Maheu approuva de la tête.

— Et cause donc à ces messieurs de l’affaire de ton père. Le médecin s’entend avec la Direction… N’est-ce pas ? vieux, que le médecin se trompe, que vous pouvez encore travailler ?

Depuis dix jours, le père Bonnemort, les pattes engourdies comme il disait, restait cloué sur une chaise. Elle dut répéter sa question, et il grogna :

— Bien sûr que je travaillerai. On n’est pas fini parce qu’on a mal aux jambes. Tout ça, c’est des histoires qu’ils inventent pour ne pas me donner la pension de cent quatre-vingts francs.

La Maheude songeait aux quarante sous du vieux, qu’il ne lui rapporterait peut-être jamais plus, et elle eut un cri d’angoisse.

— Mon Dieu ! nous serons bientôt tous morts, si ça continue.

— Quand on est mort, dit Maheu, on n’a plus faim.

Il ajouta des clous à ses souliers et se décida à partir. Le coron des Deux-Cent-Quarante ne devait être payé que vers quatre heures. Aussi les hommes ne se pressaient-il pas, s’attardant, filant un à un, poursuivis par les femmes qui les suppliaient de revenir tout de suite. Beaucoup leur donnaient des commissions, pour les empêcher de s’oublier dans les estaminets.
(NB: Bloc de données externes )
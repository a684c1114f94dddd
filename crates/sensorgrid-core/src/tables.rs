// crates/sensorgrid-core/src/tables.rs

//! Destination-table management: naming, DDL generation, and the
//! drop-and-recreate bulk load. The naming convention here is the contract
//! between the batch loader and the query service.

use chrono::{DateTime, NaiveDateTime};
use polars::prelude::*;
use sqlx::postgres::PgArguments;
use sqlx::query::Query;
use sqlx::Postgres;

use crate::db::DbPool;
use crate::error::{PipelineError, Result};

pub const TABLE_SUFFIX: &str = "_data";

/// Rows bound per INSERT statement. Postgres caps bind parameters at 65535,
/// so 500 rows leaves ample headroom for a 14-column record set.
const INSERT_CHUNK_ROWS: usize = 500;

/// Destination table for a vertical tag, e.g. `AQ` -> `aq_data`.
pub fn table_name(vertical: &str) -> String {
    format!("{}{TABLE_SUFFIX}", vertical.to_lowercase())
}

/// Double-quote an SQL identifier, escaping embedded quotes.
pub fn quote_ident(name: &str) -> String {
    format!("\"{}\"", name.replace('"', "\"\""))
}

pub fn create_table_sql(table: &str, columns: &[(String, &'static str)]) -> String {
    let definitions: Vec<String> = columns
        .iter()
        .map(|(name, sql_type)| format!("{} {sql_type}", quote_ident(name)))
        .collect();
    format!(
        "CREATE TABLE {} ({})",
        quote_ident(table),
        definitions.join(", ")
    )
}

pub fn insert_sql(table: &str, columns: &[String], rows: usize) -> String {
    let width = columns.len();
    let tuples: Vec<String> = (0..rows)
        .map(|row| {
            let placeholders: Vec<String> =
                (1..=width).map(|i| format!("${}", row * width + i)).collect();
            format!("({})", placeholders.join(", "))
        })
        .collect();
    let quoted: Vec<String> = columns.iter().map(|name| quote_ident(name)).collect();
    format!(
        "INSERT INTO {} ({}) VALUES {}",
        quote_ident(table),
        quoted.join(", "),
        tuples.join(", ")
    )
}

/// Column names with the SQL type each record-set column will be stored as.
pub fn sql_column_types(records: &DataFrame) -> Result<Vec<(String, &'static str)>> {
    records
        .get_columns()
        .iter()
        .map(|column| {
            let values = ColumnValues::from_column(column)?;
            Ok((column.name().to_string(), values.sql_type()))
        })
        .collect()
}

/// Atomically replaces one vertical's destination table with the record set:
/// DROP TABLE IF EXISTS, CREATE TABLE, chunked INSERTs, all inside a single
/// transaction. Failure leaves the prior table state intact.
pub async fn replace_table(pool: &DbPool, table: &str, records: &DataFrame) -> Result<()> {
    let names: Vec<String> = records
        .get_column_names()
        .iter()
        .map(|name| name.to_string())
        .collect();
    let columns: Vec<ColumnValues> = records
        .get_columns()
        .iter()
        .map(ColumnValues::from_column)
        .collect::<Result<_>>()?;
    let typed: Vec<(String, &'static str)> = names
        .iter()
        .zip(&columns)
        .map(|(name, values)| (name.clone(), values.sql_type()))
        .collect();

    let mut tx = pool.begin().await.map_err(|err| insert_error(table, err))?;

    sqlx::query(&format!("DROP TABLE IF EXISTS {}", quote_ident(table)))
        .execute(tx.as_mut())
        .await
        .map_err(|err| insert_error(table, err))?;

    sqlx::query(&create_table_sql(table, &typed))
        .execute(tx.as_mut())
        .await
        .map_err(|err| insert_error(table, err))?;

    let height = records.height();
    let mut start = 0;
    while start < height {
        let rows = INSERT_CHUNK_ROWS.min(height - start);
        let sql = insert_sql(table, &names, rows);
        let mut query = sqlx::query(&sql);
        for row in start..start + rows {
            for column in &columns {
                query = bind_value(query, column, row);
            }
        }
        query
            .execute(tx.as_mut())
            .await
            .map_err(|err| insert_error(table, err))?;
        start += rows;
    }

    tx.commit().await.map_err(|err| insert_error(table, err))?;
    Ok(())
}

fn insert_error(table: &str, source: sqlx::Error) -> PipelineError {
    PipelineError::Insert {
        table: table.to_string(),
        source,
    }
}

/// Record-set columns lowered to the handful of Postgres types the pipeline
/// emits. Extracted once per column so the insert loop binds by index.
enum ColumnValues {
    Int(Vec<Option<i64>>),
    Float(Vec<Option<f64>>),
    Text(Vec<Option<String>>),
    Timestamp(Vec<Option<NaiveDateTime>>),
}

impl ColumnValues {
    fn from_column(column: &Column) -> Result<Self> {
        let series = column.as_materialized_series();
        let values = match series.dtype() {
            DataType::Int8
            | DataType::Int16
            | DataType::Int32
            | DataType::Int64
            | DataType::UInt8
            | DataType::UInt16
            | DataType::UInt32
            | DataType::UInt64
            | DataType::Boolean => ColumnValues::Int(
                series
                    .cast(&DataType::Int64)?
                    .i64()?
                    .into_iter()
                    .collect(),
            ),
            DataType::Float32 | DataType::Float64 => ColumnValues::Float(
                series
                    .cast(&DataType::Float64)?
                    .f64()?
                    .into_iter()
                    .map(|value| value.filter(|v| !v.is_nan()))
                    .collect(),
            ),
            DataType::Datetime(unit, _) => {
                let unit = *unit;
                ColumnValues::Timestamp(
                    series
                        .datetime()?
                        .into_iter()
                        .map(|value| value.and_then(|v| physical_to_naive(v, unit)))
                        .collect(),
                )
            }
            DataType::String => ColumnValues::Text(
                series
                    .str()?
                    .into_iter()
                    .map(|value| value.map(str::to_string))
                    .collect(),
            ),
            _ => ColumnValues::Text(
                series
                    .cast(&DataType::String)?
                    .str()?
                    .into_iter()
                    .map(|value| value.map(str::to_string))
                    .collect(),
            ),
        };
        Ok(values)
    }

    fn sql_type(&self) -> &'static str {
        match self {
            ColumnValues::Int(_) => "BIGINT",
            ColumnValues::Float(_) => "DOUBLE PRECISION",
            ColumnValues::Text(_) => "TEXT",
            ColumnValues::Timestamp(_) => "TIMESTAMP",
        }
    }
}

fn physical_to_naive(value: i64, unit: TimeUnit) -> Option<NaiveDateTime> {
    let utc = match unit {
        TimeUnit::Nanoseconds => DateTime::from_timestamp_nanos(value),
        TimeUnit::Microseconds => DateTime::from_timestamp_micros(value)?,
        TimeUnit::Milliseconds => DateTime::from_timestamp_millis(value)?,
    };
    Some(utc.naive_utc())
}

fn bind_value<'q>(
    query: Query<'q, Postgres, PgArguments>,
    column: &'q ColumnValues,
    row: usize,
) -> Query<'q, Postgres, PgArguments> {
    match column {
        ColumnValues::Int(values) => query.bind(values[row]),
        ColumnValues::Float(values) => query.bind(values[row]),
        ColumnValues::Text(values) => query.bind(values[row].as_deref()),
        ColumnValues::Timestamp(values) => query.bind(values[row]),
    }
}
Chez Rasseneur, Étienne était venu aux nouvelles. Des bruits inquiétants couraient, on disait la Compagnie de plus en plus mécontente des boisages. Elle accablait les ouvriers d’amendes, un conflit paraissait fatal. Du reste, ce n’était là que la querelle avouée, il y avait dessous toute une complication, des causes secrètes et graves.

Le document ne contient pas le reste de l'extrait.